Cb capillatus

A rapidly rising tower of cumulus congestus cloud into the already developed anvil of a former cumulonimbus cloud to become cumulonimbus capillatus incus. The first thumbnail is a panorama of various cumulonimbus clouds of the same species covering much of the horizon whilst the second thumbnail is a cumulus congestus cloud at sunset whose background on the left hand side shows a developing cumulus radiatus cloud indicating a common lifting mechanism. The photographed cumulonimbus clouds had all developed on the eastern side as confirmed by the visible satellite image on the fourth thumbnail due to sea-effect phenomena occuring exclusively in that zone on the eastern flank of a large high pressure system, check the surface pressure chart on the fifth thumbnail.
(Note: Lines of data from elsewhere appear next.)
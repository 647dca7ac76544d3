use chrono::{Duration, Utc};
use rusqlite::OptionalExtension;

use super::Store;

#[derive(Debug, Clone)]
pub struct QueueJob {
    pub row_id: i64,
    pub job_id: String,
    pub payload_json: String,
    pub attempts: i64,
}

impl Store {
    /// Enqueue a job. Deduplicated by `(queue, job_id)` — a repeated enqueue
    /// of an already-pending/claimed job id is a no-op.
    pub async fn enqueue(&self, queue: &str, job_id: &str, payload_json: &str) -> anyhow::Result<()> {
        let queue = queue.to_string();
        let job_id = job_id.to_string();
        let payload_json = payload_json.to_string();
        let now = Utc::now().to_rfc3339();
        self.with_conn(move |conn| {
            conn.execute(
                "INSERT INTO queue_jobs (queue, job_id, payload_json, status, attempts, available_at, created_at)
                 VALUES (?1, ?2, ?3, 'pending', 0, ?4, ?4)
                 ON CONFLICT(queue, job_id) DO NOTHING",
                rusqlite::params![queue, job_id, payload_json, now],
            )?;
            Ok(())
        })
        .await
    }

    /// Atomically claim the oldest available pending job on a queue.
    pub async fn claim_next(&self, queue: &str) -> anyhow::Result<Option<QueueJob>> {
        let queue = queue.to_string();
        let now = Utc::now().to_rfc3339();
        self.with_conn(move |conn| {
            let tx = conn.unchecked_transaction()?;
            let found: Option<(i64, String, String, i64)> = tx
                .query_row(
                    "SELECT id, job_id, payload_json, attempts FROM queue_jobs
                     WHERE queue = ?1 AND status = 'pending' AND available_at <= ?2
                     ORDER BY id LIMIT 1",
                    rusqlite::params![queue, now],
                    |row| Ok((row.get(0)?, row.get(1)?, row.get(2)?, row.get(3)?)),
                )
                .optional()?;
            if let Some((row_id, job_id, payload_json, attempts)) = &found {
                tx.execute(
                    "UPDATE queue_jobs SET status = 'claimed' WHERE id = ?1",
                    [row_id],
                )?;
                tx.commit()?;
                return Ok(Some(QueueJob {
                    row_id: *row_id,
                    job_id: job_id.clone(),
                    payload_json: payload_json.clone(),
                    attempts: *attempts,
                }));
            }
            tx.commit()?;
            Ok(None)
        })
        .await
    }

    pub async fn ack(&self, row_id: i64) -> anyhow::Result<()> {
        self.with_conn(move |conn| {
            conn.execute("DELETE FROM queue_jobs WHERE id = ?1", [row_id])?;
            Ok(())
        })
        .await
    }

    /// Return a failed job to `pending` with exponential backoff, or move it
    /// to the dead-letter partition once `max_attempts` is exceeded.
    pub async fn retry_or_dead_letter(
        &self,
        row_id: i64,
        max_attempts: i64,
        backoff: Duration,
    ) -> anyhow::Result<()> {
        let available_at = (Utc::now() + backoff).to_rfc3339();
        self.with_conn(move |conn| {
            let attempts: i64 = conn.query_row(
                "SELECT attempts FROM queue_jobs WHERE id = ?1",
                [row_id],
                |row| row.get(0),
            )?;
            if attempts + 1 >= max_attempts {
                conn.execute(
                    "UPDATE queue_jobs SET status = 'dead_letter', attempts = attempts + 1 WHERE id = ?1",
                    [row_id],
                )?;
            } else {
                conn.execute(
                    "UPDATE queue_jobs SET status = 'pending', attempts = attempts + 1, available_at = ?2
                     WHERE id = ?1",
                    rusqlite::params![row_id, available_at],
                )?;
            }
            Ok(())
        })
        .await
    }

    pub async fn queue_depth(&self, queue: &str) -> anyhow::Result<i64> {
        let queue = queue.to_string();
        self.with_conn(move |conn| {
            conn.query_row(
                "SELECT COUNT(*) FROM queue_jobs WHERE queue = ?1 AND status IN ('pending', 'claimed')",
                [queue],
                |row| row.get(0),
            )
        })
        .await
    }
}

pub fn exponential_backoff(attempt: i64, base: Duration, cap: Duration) -> Duration {
    let factor = 2i64.saturating_pow(attempt.max(0) as u32);
    let millis = (base.num_milliseconds().saturating_mul(factor)).min(cap.num_milliseconds());
    Duration::milliseconds(millis)
}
The weather sounding on the third thumbnail showed a very unstable atmosphere for Winter but with little wind shear due to a constant flow of very cold Northerly winds being driven down from the Balkans and generating those sea-effect cumuliform cloud formations due to the large difference between sea surface temperature and temperature at an altitude of 1500 metres, the latter being driven by the jet stream. This sentence is graphically illustrated through the last 3 thumbnails in this series. Since this cold wind travelled over a comparatively larger sea stretch largely missing the Italian landmass, the formed cumulonimbus clouds had the potential to be 5km thick, that is between 880m and 5820m.